- _EXERCISE PROMPT_: Extract every entry word for word.

- _EXTRACTED DATA_:

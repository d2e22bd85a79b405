// src/data_loader/options.rs
//!
//! Tuning knobs for the batch loader.
//!
//! Builder helpers are provided so callers can write a fluent style:
//!
//! let opts = LoaderOptions::default()
//!     .with_batch_size(32)
//!     .drop_last(false)
//!     .shuffle(true, 42)
//!     .num_workers(4)
//!     .prefetch(8);

use crate::constants::{DEFAULT_BATCH_SIZE, DEFAULT_NUM_WORKERS};

#[derive(Debug, Clone)]
pub struct LoaderOptions {
    /// Number of samples per batch.
    pub batch_size: usize,
    /// Whether to drop the final, possibly incomplete batch.
    pub drop_last: bool,
    /// If true, use a shuffled sampler (deterministic with `seed`).
    pub shuffle: bool,
    /// RNG seed used when `shuffle == true`. Ignored otherwise.
    pub seed: u64,
    /// Number of parallel fetch workers. `0` means "auto" (use number of CPUs).
    pub num_workers: usize,
    /// Number of ready batches buffered ahead of the consumer. `0` disables
    /// the prefetch channel.
    pub prefetch: usize,
}

impl Default for LoaderOptions {
    fn default() -> Self {
        Self {
            batch_size: DEFAULT_BATCH_SIZE,
            drop_last: false,
            shuffle: false,
            seed: 0,
            num_workers: DEFAULT_NUM_WORKERS,
            prefetch: 0,
        }
    }
}

impl LoaderOptions {
    /// Builder-style helper: change the batch size.
    pub fn with_batch_size(mut self, size: usize) -> Self {
        self.batch_size = size.max(1);
        self
    }

    /// Builder-style helper: set `drop_last`.
    pub fn drop_last(mut self, yes: bool) -> Self {
        self.drop_last = yes;
        self
    }

    /// Enable/disable shuffling and set seed.
    ///
    /// When `on` is false, the seed is left unchanged but ignored.
    pub fn shuffle(mut self, on: bool, seed: u64) -> Self {
        self.shuffle = on;
        if on {
            self.seed = seed;
        }
        self
    }

    /// Set the number of worker tasks used for fetching/decoding.
    ///
    /// `0` means "auto", which the loader interprets as the number of CPUs.
    pub fn num_workers(mut self, n: usize) -> Self {
        self.num_workers = n;
        self
    }

    /// Set the number of batches buffered ahead of the consumer.
    ///
    /// `0` disables prefetching.
    pub fn prefetch(mut self, n: usize) -> Self {
        self.prefetch = n;
        self
    }

    /// Effective worker count after resolving the `0 == auto` convention.
    pub fn effective_workers(&self) -> usize {
        if self.num_workers == 0 {
            num_cpus::get()
        } else {
            self.num_workers
        }
    }
}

- _EXPECTED OUTPUT_:
repository d2e22bd85a79b405
// src/data_loader/options.rs
//!
//! Tuning knobs for the batch loader.
//!
//! Builder helpers are provided so callers can write a fluent style:
//!
//! let opts = LoaderOptions::default()
//!     .with_batch_size(32)
//!     .drop_last(false)
//!     .shuffle(true, 42)
//!     .num_workers(4)
//!     .prefetch(8);

use crate::constants::{DEFAULT_BATCH_SIZE, DEFAULT_NUM_WORKERS};

#[derive(Debug, Clone)]
pub struct LoaderOptions {
    /// Number of samples per batch.
    pub batch_size: usize,
    /// Whether to drop the final, possibly incomplete batch.
    pub drop_last: bool,
    /// If true, use a shuffled sampler (deterministic with `seed`).
    pub shuffle: bool,
    /// RNG seed used when `shuffle == true`. Ignored otherwise.
    pub seed: u64,
    /// Number of parallel fetch workers. `0` means "auto" (use number of CPUs).
    pub num_workers: usize,
    /// Number of ready batches buffered ahead of the consumer. `0` disables
    /// the prefetch channel.
    pub prefetch: usize,
}

impl Default for LoaderOptions {
    fn default() -> Self {
        Self {
            batch_size: DEFAULT_BATCH_SIZE,
            drop_last: false,
            shuffle: false,
            seed: 0,
            num_workers: DEFAULT_NUM_WORKERS,
            prefetch: 0,
        }
    }
}

impl LoaderOptions {
    /// Builder-style helper: change the batch size.
    pub fn with_batch_size(mut self, size: usize) -> Self {
        self.batch_size = size.max(1);
        self
    }

    /// Builder-style helper: set `drop_last`.
    pub fn drop_last(mut self, yes: bool) -> Self {
        self.drop_last = yes;
        self
    }

    /// Enable/disable shuffling and set seed.
    ///
    /// When `on` is false, the seed is left unchanged but ignored.
    pub fn shuffle(mut self, on: bool, seed: u64) -> Self {
        self.shuffle = on;
        if on {
            self.seed = seed;
        }
        self
    }

    /// Set the number of worker tasks used for fetching/decoding.
    ///
    /// `0` means "auto", which the loader interprets as the number of CPUs.
    pub fn num_workers(mut self, n: usize) -> Self {
        self.num_workers = n;
        self
    }

    /// Set the number of batches buffered ahead of the consumer.
    ///
    /// `0` disables prefetching.
    pub fn prefetch(mut self, n: usize) -> Self {
        self.prefetch = n;
        self
    }

    /// Effective worker count after resolving the `0 == auto` convention.
    pub fn effective_workers(&self) -> usize {
        if self.num_workers == 0 {
            num_cpus::get()
        } else {
            self.num_workers
        }
    }
}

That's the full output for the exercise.